She was crushed the night Letterman — one of her favorites, the kid from Indiana whom she took under her wing and, she claimed, had talked into staying when he wanted to go back home — showed up on the picket line. "I watched him in the bay window here," Mitzi would recall years later. "I was taken aback. I was crying. Three and a half years working with him, every night. I called him that night at his apartment. I was totally choked up. And he said, 'Those comedians are my friends. And they'll be my friends for the rest of my life.' I said, 'I'm sorry to hear that, David.'" Says Argus Hamilton: "It broke her heart."

Hamilton began negotiating as her representative and presented her with a proposal to pay the comedians twenty-five dollars per set in the Original Room. She rejected it flat out. "She was so hurt over David Letterman that she continued to dig her heels in," he says. "She just absolutely refused. It cost her her greatest strength: her cool rationality." As the strike dragged on, Mitzi tried to lure the comics back with a promise to pay them twenty-five dollars per set on weekends only.

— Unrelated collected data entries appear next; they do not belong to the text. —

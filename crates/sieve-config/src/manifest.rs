//! Keyword manifest (`sieve.json`).
//!
//! The manifest names the keyword lists to load and any inline words, each
//! with the tag and auto-replace flag its patterns are installed under.
//!
//! ```json
//! {
//!   "schema_version": "1.0.0",
//!   "lists": [ { "path": "profanity.txt", "tag": 1, "auto_replace": true } ],
//!   "words": [ { "pattern": "tomato", "tag": 2, "auto_replace": false } ]
//! }
//! ```

use crate::validate::ConfigError;
use serde::{Deserialize, Serialize};
use sieve_core::Matcher;
use std::path::{Path, PathBuf};
use tracing::{debug, warn};

fn default_schema_version() -> String {
    crate::CONFIG_SCHEMA_VERSION.to_string()
}

fn default_true() -> bool {
    true
}

/// A keyword list file: one pattern per line, `#` starts a comment.
#[derive(Debug, Clone, PartialEq, Eq, Serialize, Deserialize)]
pub struct KeywordList {
    /// File path. Relative paths resolve against the manifest's directory.
    pub path: PathBuf,

    /// Tag for every pattern in the list.
    #[serde(default)]
    pub tag: u8,

    /// Whether matches are masked during redaction.
    #[serde(default = "default_true")]
    pub auto_replace: bool,

    /// Optional description.
    #[serde(default, skip_serializing_if = "Option::is_none")]
    pub description: Option<String>,
}

/// A single inline pattern.
#[derive(Debug, Clone, PartialEq, Eq, Serialize, Deserialize)]
pub struct KeywordEntry {
    pub pattern: String,

    #[serde(default)]
    pub tag: u8,

    #[serde(default = "default_true")]
    pub auto_replace: bool,
}

/// Keyword configuration.
#[derive(Debug, Clone, PartialEq, Eq, Serialize, Deserialize)]
pub struct KeywordConfig {
    /// Schema version.
    #[serde(default = "default_schema_version")]
    pub schema_version: String,

    /// Keyword list files.
    #[serde(default)]
    pub lists: Vec<KeywordList>,

    /// Inline patterns.
    #[serde(default)]
    pub words: Vec<KeywordEntry>,

    /// Directory of the manifest file, for relative list paths.
    #[serde(skip)]
    pub(crate) base_dir: Option<PathBuf>,
}

impl Default for KeywordConfig {
    fn default() -> Self {
        Self {
            schema_version: default_schema_version(),
            lists: Vec::new(),
            words: Vec::new(),
            base_dir: None,
        }
    }
}

/// Patterns rejected while loading one source.
#[derive(Debug, Clone, PartialEq, Eq, Serialize, Deserialize)]
pub struct SourceOutcome {
    /// List path, or `inline` for manifest words.
    pub source: String,
    pub tag: u8,
    pub rejected: Vec<String>,
}

/// Result of loading a configuration into a matcher.
#[derive(Debug, Clone, Default, PartialEq, Eq, Serialize, Deserialize)]
pub struct LoadSummary {
    pub sources: Vec<SourceOutcome>,
}

impl LoadSummary {
    /// Total rejected patterns across all sources.
    pub fn rejected_count(&self) -> usize {
        self.sources.iter().map(|s| s.rejected.len()).sum()
    }
}

impl KeywordConfig {
    /// Load the manifest from a JSON file.
    pub fn from_file(path: &Path) -> Result<Self, ConfigError> {
        let content = std::fs::read_to_string(path).map_err(|e| {
            ConfigError::IoError(format!("Failed to read {}: {}", path.display(), e))
        })?;

        let mut config = Self::parse_json(&content)?;
        config.base_dir = path.parent().map(Path::to_path_buf);
        Ok(config)
    }

    /// Parse the manifest from a JSON string.
    pub fn parse_json(json: &str) -> Result<Self, ConfigError> {
        serde_json::from_str(json)
            .map_err(|e| ConfigError::ParseError(format!("Invalid JSON: {}", e)))
    }

    /// Append a list given on the command line (tag 0, auto-replace).
    pub fn push_list(&mut self, path: impl Into<PathBuf>) {
        self.lists.push(KeywordList {
            path: path.into(),
            tag: 0,
            auto_replace: true,
            description: None,
        });
    }

    /// Append an inline word given on the command line (tag 0, auto-replace).
    pub fn push_word(&mut self, pattern: impl Into<String>) {
        self.words.push(KeywordEntry {
            pattern: pattern.into(),
            tag: 0,
            auto_replace: true,
        });
    }

    /// Resolve a list path against the manifest directory.
    pub fn list_path(&self, list: &KeywordList) -> PathBuf {
        match &self.base_dir {
            Some(base) if list.path.is_relative() => base.join(&list.path),
            _ => list.path.clone(),
        }
    }

    /// Install every list and inline word into `matcher`.
    ///
    /// Rejected patterns are collected per source. The first list that
    /// cannot be read aborts loading; sources loaded before it stay in the
    /// matcher.
    pub fn load_into(&self, matcher: &Matcher) -> Result<LoadSummary, ConfigError> {
        let mut summary = LoadSummary::default();

        for list in &self.lists {
            let path = self.list_path(list);
            let rejected = matcher
                .add_from_file(&path, list.tag, list.auto_replace)
                .map_err(|source| ConfigError::ListLoad {
                    path: path.display().to_string(),
                    source,
                })?;
            if !rejected.is_empty() {
                warn!(path = %path.display(), rejected = rejected.len(), "keyword list has rejected patterns");
            }
            summary.sources.push(SourceOutcome {
                source: path.display().to_string(),
                tag: list.tag,
                rejected,
            });
        }

        for word in &self.words {
            let rejected = matcher.add_many([word.pattern.as_str()], word.tag, word.auto_replace);
            if rejected.is_empty() {
                continue;
            }
            warn!(pattern = %word.pattern, "inline pattern rejected");
            match summary
                .sources
                .iter_mut()
                .find(|s| s.source == "inline" && s.tag == word.tag)
            {
                Some(outcome) => outcome.rejected.extend(rejected),
                None => summary.sources.push(SourceOutcome {
                    source: "inline".to_string(),
                    tag: word.tag,
                    rejected,
                }),
            }
        }

        debug!(
            lists = self.lists.len(),
            words = self.words.len(),
            rejected = summary.rejected_count(),
            "keyword configuration loaded"
        );
        Ok(summary)
    }
}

Garry Shandling, one of the club's top acts at the time, thought it was a reasonable offer and went back to work.

Shandling's decision to cross the picket line came as a blow to the strikers. The other comics who had kept working were mostly close friends of Mitzi's or young kids who didn't know any better. Shandling was different. "This wasn't a hick off the street," says Letterman. "You could tell that Garry was a real talent." Dreesen calls his move "unconscionable." Shandling says he felt the strike had simply dragged on too long, and claims he got private support for his position from other striking comics, who felt the same way but were afraid to cross the picket line. "I called up Dave Letterman — I didn't know him — and I said, what do you think? And he said, 'I think the whole thing is silly; I'm not involved in it one way or the other.' My sense of it was he wasn't taking any position." (Letterman doesn't recall the conversation, but says he was fully supportive of the strike. "I don't remember giving my blessing to cross the line," he says. "If I actually thought that way, I would have gone back.") "I think there was a lot of good that was accomplished by that strike," says Shandling. "I certainly didn't cross the picket line just to work. But I thought it could have been resolved. It did not need to be dragged out."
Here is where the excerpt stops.